On the other hand, the association between BD and other autoimmune diseases is not well documented in the literature. For example, case reports have been published on the concomitant occurrence of BD and autoimmune diseases such as Sjögren’s syndrome diabetes insipidus [21, 22]. To our knowledge, there is only one study in the literature investigating the association between vitiligo and BD [19]. This study did not find any relation between vitiligo and BD, either. Cho et al. examined the presence of autoimmune disease in many BD patients and they reported 11 cases with various autoimmune diseases among their 473 patients with BD [23]. Of 11 patients, four had autoimmune thyroiditis. However, this study did not include a control group and did not use anti-TPO autoantibodies, which might be a defect for the reliability of the study.

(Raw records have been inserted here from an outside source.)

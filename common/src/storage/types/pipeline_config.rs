//! Configuration for a registered source, from raw registration payload to the
//! validated, immutable [`PipelineConfig`] that flows to the pipeline runner.
//!
//! Validation happens once, in [`PipelineConfig::from_request`]. Source types are
//! resolved into the closed [`SourceSpec`] set at that point; nothing downstream
//! matches on type strings again.

use std::collections::HashMap;

use serde::{Deserialize, Serialize};
use serde_json::Value;
use url::Url;

use crate::{error::AppError, storage::indexes::VectorIndexDescriptor};

/// Interval used when a registration omits `sync_interval_seconds`; effectively "run once".
pub const DEFAULT_SYNC_INTERVAL_SECS: u64 = 10_000_000;
pub const DEFAULT_BATCH_SIZE: usize = 100;
pub const DEFAULT_INDEX_NAME: &str = "default";
pub const DEFAULT_EMBEDDING_PATH: &str = "embeddings";
pub const DEFAULT_NAMESPACE: &str = "ingest";

#[derive(Debug, Clone, Serialize, Deserialize, PartialEq, Eq)]
pub struct RegistrationRequest {
    #[serde(default)]
    pub name: Option<String>,
    #[serde(default)]
    pub sync_interval_seconds: Option<u64>,
    pub source: RawSourceConfig,
    pub destination: RawDestinationConfig,
}

#[derive(Debug, Clone, Serialize, Deserialize, PartialEq, Eq)]
pub struct RawSourceConfig {
    pub source_type: String,
    #[serde(default)]
    pub credentials: Option<HashMap<String, String>>,
    #[serde(default)]
    pub params: Option<HashMap<String, Value>>,
}

#[derive(Debug, Clone, Serialize, Deserialize, PartialEq, Eq)]
pub struct RawDestinationConfig {
    pub uri: String,
    #[serde(default)]
    pub username: Option<String>,
    #[serde(default)]
    pub password: Option<String>,
    #[serde(default = "default_namespace")]
    pub namespace: String,
    pub database: String,
    pub collection: String,
    #[serde(default = "default_index_name")]
    pub index_name: String,
    #[serde(default = "default_embedding_path")]
    pub embedding_path: String,
    #[serde(default)]
    pub embedding_dimensions: Option<usize>,
    #[serde(default = "default_id_fields")]
    pub id_fields: Vec<String>,
    #[serde(default, alias = "create_md5")]
    pub hash_identity: bool,
    #[serde(default)]
    pub batch_size: Option<usize>,
}

fn default_namespace() -> String {
    DEFAULT_NAMESPACE.to_string()
}

fn default_index_name() -> String {
    DEFAULT_INDEX_NAME.to_string()
}

fn default_embedding_path() -> String {
    DEFAULT_EMBEDDING_PATH.to_string()
}

fn default_id_fields() -> Vec<String> {
    vec!["text".to_string()]
}

/// Chunking parameters handed through to the pipeline's chunking stage.
#[derive(Debug, Clone, Serialize, Deserialize, PartialEq, Eq)]
pub struct ChunkingParams {
    pub strategy: String,
    pub max_characters: usize,
    pub overlap: usize,
}

impl Default for ChunkingParams {
    fn default() -> Self {
        Self {
            strategy: "by_title".to_string(),
            max_characters: 1500,
            overlap: 100,
        }
    }
}

#[derive(Debug, Clone, Serialize, Deserialize, PartialEq, Eq)]
pub struct S3Credentials {
    pub access_key_id: String,
    pub secret_access_key: String,
    pub session_token: Option<String>,
}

We assume that BD does not seem to share a common autoimmune mechanism for autoimmune thyroiditis. However, only free T4 levels were significantly lower in patients with Behçet’s disease in our study, which suggests that thyroid parenchyma might be affected by vasculitic process. On the other hand, morphological changes are likely to occur the thyroid gland due to vasculitis, even if in the absence of functional changes. As a result, we think that thyroid parenchyma should be further investigated, whereas it is not of value to investigate thyroid autoimmunity in Behçet’s disease. The lack of an association between autoimmune thyroiditis and BD constitutes further evidence that conventional autoimmune mechanism may not be effective in BD.